[Saved entries]
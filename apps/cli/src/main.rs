//! bitfunnel CLI — video comment curation funnel.
//!
//! Plans search terms, screens the videos found, and turns the comments of
//! the survivors into quality-checked comedy bits.

mod commands;

use std::process::ExitCode;

use clap::Parser;
use color_eyre::eyre::Result;

use commands::Cli;

#[tokio::main]
async fn main() -> Result<ExitCode> {
    color_eyre::install()?;
    let cli = Cli::parse();
    commands::init_tracing(&cli);
    commands::run(cli).await
}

**YOUR OBJECTIVE:** Which lines of the data contain the word "main"? Copy each one.

**REPLY TO THE EXERCISE:**
filename apps/cli/src/main.rs
#[tokio::main]
async fn main() -> Result<ExitCode> {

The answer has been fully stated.